I believe the Mormon Church is at a crossroads. The younger generation is just not following in the footsteps of their parents, unlike previous generations that seemed to just go along. Jana Riess’s book “The Next Mormons: How Millennials Are Changing the LDS Church” documented how younger members of the church don’t believe or follow all the same teaching as their parents. They drink coffee, skip General Conference (I always knew I was young at heart!), and are accepting of same sex marriage.
A study out this last week also shows that the youngest generations have a much higher percentage that identify as LGBTQ than previous generations.
There is plenty to talk about in the above numbers. The question that jumps out at me is are there really more LGBTQ people in the younger generation or do more identify as such because it is more accepted?
But the focus of my post today is: what is the church going to do about this? A few years ago Richard Bushman was quoted as saying
“I think for the Church to remain strong it has to reconstruct its narrative. The dominant narrative is not true. It can’t be sustained. The Church has to absorb all this new information or it will be on very shaky grounds, and that’s what it’s trying to do. And there will be a strain for a lot of people, older people especially. But I think it has to change. Elder Packer had the sense of “protecting the little people.” He felt like the scholars were an enemy to his faith, and that we should protect the grandmothers living in Sanpete County. That was a very lovely pastoral image. But the price of protecting the grandmothers was a loss of the grandsons. They got a story that didn’t work. So we’ve just had to change our narrative.”Fire Side, 2016
While Bushman was specifically talking to our history as the “dominant narrative” that needs to be changed, I think we can also say that so many other things needs to be changed but are not because we need to “protect the grandmothers living in Sanpete County.” If the churched sanctioned gay marriage, how many of those grandmothers would leave the faith? What about allowing tea and coffee after a 100 years of demonizing it as the “devil’s brew”? But what about the grandkids of that grandma that participated in Jana’s survey? Are we as a church in danger of losing them if we don’t change?
One roadblock I see to making any meaningful change is that those in the leadership positions that can make the changes (Q15) are the same age of our Sanpete County grandma. They have hard choices to make. They know there are problems. If they move too fast, they lose the core faithful; if they move too slowly, they lose the next generation.

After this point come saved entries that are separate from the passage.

use super::*;
use crate::index::TableIndex;
use crate::{
    DataLoader, Error, FixedWidthKeyMapper, IdentityKeyMapper, IndexFormat, IndexLoader,
    INDEX_FILE_NAME,
};
use anyhow::Result;
use std::path::Path;
use std::sync::Arc;
use tempfile::tempdir;

fn sample_pairs(n: u32) -> Vec<(Vec<u8>, Vec<u8>)> {
    (0..n)
        .map(|i| {
            (
                format!("key-{:04}", i * 2).into_bytes(), // even keys only
                format!("value-{i}").into_bytes(),
            )
        })
        .collect()
}

fn write_sample(base: &Path, format: IndexFormat, n: u32) -> Result<Vec<(Vec<u8>, Vec<u8>)>> {
    let pairs = sample_pairs(n);
    let mut writer =
        SSTableStreamWriter::open(default_writer_options(base).index_format(format))?;
    for (key, value) in &pairs {
        writer.write_next(key, value)?;
    }
    writer.close()?;
    Ok(pairs)
}

/// Every strategy, each paired with the index format it can read.
fn all_loaders() -> Vec<(&'static str, IndexFormat, IndexLoader)> {
    vec![
        ("slice", IndexFormat::Recordio, IndexLoader::slice_key()),
        (
            "sorted_map",
            IndexFormat::Recordio,
            IndexLoader::sorted_map(Arc::new(IdentityKeyMapper)),
        ),
        ("skip_list", IndexFormat::Recordio, IndexLoader::skip_list()),
        ("binary", IndexFormat::FlatBinary, IndexLoader::binary()),
    ]
}

// -------------------- Cross-loader equivalence --------------------

#[test]
fn all_loaders_agree_on_scan_and_get() -> Result<()> {
    let mut reference: Option<Vec<(Vec<u8>, Vec<u8>)>> = None;

    for (name, format, loader) in all_loaders() {
        let dir = tempdir()?;
        let pairs = write_sample(dir.path(), format, 500)?;

        let reader =
            SSTableReader::open(default_reader_options(dir.path()).index_loader(loader))?;

        // full scans are byte-identical across strategies
        let scanned = collect_pairs(&reader);
        assert_eq!(scanned, pairs, "scan mismatch under {name}");
        match &reference {
            Some(r) => assert_eq!(&scanned, r, "loaders disagree under {name}"),
            None => reference = Some(scanned),
        }

        // present keys hit, absent keys (odd ones) miss
        for (key, value) in pairs.iter().step_by(37) {
            assert_eq!(reader.get(key)?.as_ref(), Some(value), "get mismatch under {name}");
        }
        assert_eq!(reader.get(b"key-0001")?, None, "phantom key under {name}");
        assert_eq!(reader.get(b"zzz")?, None, "phantom key under {name}");

        // bounded scans agree too
        let window: Vec<_> = reader
            .scan_range(Some(b"key-0100"), Some(b"key-0200"))?
            .collect::<crate::Result<Vec<_>>>()?;
        assert_eq!(window.len(), 50, "window size mismatch under {name}");
        assert_eq!(window.first().unwrap().0, b"key-0100");
        assert_eq!(window.last().unwrap().0, b"key-0198");
    }

    Ok(())
}

// -------------------- Floor / ceil across strategies --------------------

#[test]
fn floor_and_ceil_agree_across_strategies() -> Result<()> {
    for (name, format, loader) in all_loaders() {
        let dir = tempdir()?;
        write_sample(dir.path(), format, 100)?; // keys key-0000, key-0002, ... key-0198

        let index: Box<dyn TableIndex> =
            loader.load(&dir.path().join(INDEX_FILE_NAME), bytewise())?;

        // exact hit
        let exact = index.find_exact(b"key-0100")?.expect("present key");
        assert_eq!(exact.key, b"key-0100");
        assert!(index.find_exact(b"key-0101")?.is_none());

        // floor/ceil on a key between two entries
        let floor = index.find_floor(b"key-0101")?.expect("floor exists");
        assert_eq!(floor.key, b"key-0100", "floor mismatch under {name}");
        let ceil = index.find_ceil(b"key-0101")?.expect("ceil exists");
        assert_eq!(ceil.key, b"key-0102", "ceil mismatch under {name}");

        // floor/ceil on an exact key return it
        assert_eq!(index.find_floor(b"key-0100")?.unwrap().key, b"key-0100");
        assert_eq!(index.find_ceil(b"key-0100")?.unwrap().key, b"key-0100");

        // off both ends
        assert!(index.find_floor(b"aaa")?.is_none(), "{name}");
        assert_eq!(index.find_ceil(b"aaa")?.unwrap().key, b"key-0000");
        assert_eq!(index.find_floor(b"zzz")?.unwrap().key, b"key-0198");
        assert!(index.find_ceil(b"zzz")?.is_none(), "{name}");
    }

    Ok(())
}

// -------------------- Mismatched loader / format --------------------

#[test]
fn binary_loader_refuses_recordio_index() -> Result<()> {
    let dir = tempdir()?;
    write_sample(dir.path(), IndexFormat::Recordio, 10)?;

    let err = SSTableReader::open(
        default_reader_options(dir.path()).index_loader(IndexLoader::binary()),
    )
    .unwrap_err();
    assert!(err.is_corruption(), "got {err:?}");

    Ok(())
}

#[test]
fn in_memory_loaders_refuse_flat_binary_index() -> Result<()> {
    let dir = tempdir()?;
    write_sample(dir.path(), IndexFormat::FlatBinary, 10)?;

    for loader in [IndexLoader::slice_key(), IndexLoader::skip_list()] {
        let err = SSTableReader::open(
            default_reader_options(dir.path()).index_loader(loader),
        )
        .unwrap_err();
        assert!(
            matches!(&err, Error::Record(recordio::Error::CorruptFormat(_))),
            "got {err:?}"
        );
    }

    Ok(())
}

// -------------------- Key mappers --------------------

#[test]
fn fixed_width_mapper_on_uniform_keys() -> Result<()> {
    let dir = tempdir()?;
    let pairs = write_sample(dir.path(), IndexFormat::Recordio, 200)?;

    // all keys are exactly 8 bytes ("key-0000"), so clipping at 8 is the
    // identity and everything must behave as usual
    let reader = SSTableReader::open(default_reader_options(dir.path()).index_loader(
        IndexLoader::sorted_map(Arc::new(FixedWidthKeyMapper { width: 8 })),
    ))?;

    assert_eq!(collect_pairs(&reader), pairs);
    assert_eq!(reader.get(b"key-0002")?, Some(b"value-1".to_vec()));
    assert_eq!(reader.get(b"key-0003")?, None);

    Ok(())
}

// -------------------- Custom data loader --------------------

/// A data loader that tampers with every value it resolves.
struct TamperingLoader {
    inner: crate::RecordioDataLoader,
}

impl DataLoader for TamperingLoader {
    fn load(&self, entry: &crate::proto::IndexEntry) -> crate::Result<Vec<u8>> {
        let mut value = self.inner.load(entry)?;
        if let Some(first) = value.first_mut() {
            *first ^= 0xFF;
        }
        Ok(value)
    }
}

#[test]
fn checksum_verification_catches_bad_data_loader() -> Result<()> {
    let dir = tempdir()?;
    write_sample(dir.path(), IndexFormat::Recordio, 10)?;

    let tampering = TamperingLoader {
        inner: crate::RecordioDataLoader::open(dir.path().join(crate::DATA_FILE_NAME))?,
    };
    let reader = SSTableReader::open(
        default_reader_options(dir.path())
            .data_loader(Box::new(tampering))
            .skip_hash_check_on_load(true),
    )?;

    let err = reader.get(b"key-0000").unwrap_err();
    assert!(matches!(err, Error::ChecksumMismatch { .. }), "got {err:?}");

    // and the open-time verification pass catches it as well
    let tampering = TamperingLoader {
        inner: crate::RecordioDataLoader::open(dir.path().join(crate::DATA_FILE_NAME))?,
    };
    let err = SSTableReader::open(
        default_reader_options(dir.path()).data_loader(Box::new(tampering)),
    )
    .unwrap_err();
    assert!(matches!(err, Error::ChecksumMismatch { .. }), "got {err:?}");

    Ok(())
}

I think the older generation is more resilient that we give them credit for. Look at the revelation of 1978 giving the priesthood to all worthy males (and letting their wives attend the temple). This is probably the biggest change in church doctrine since the removal of polygamy as a living requirement. While there is anecdotal evidence that some members were upset at the 1978 event, there was no major schism in the church like there was with the 1890 Manifesto.
I believe that we as a church (including my 80 something year old parents) could accept same sex marriage (and even come to call it gay marriage), could accept drinking tea and coffee, and could accept women holding the priesthood, and a different interpretation of the Book of Mormon. Can the church make these changes fast enough not to lose our youth? Or is it already too late?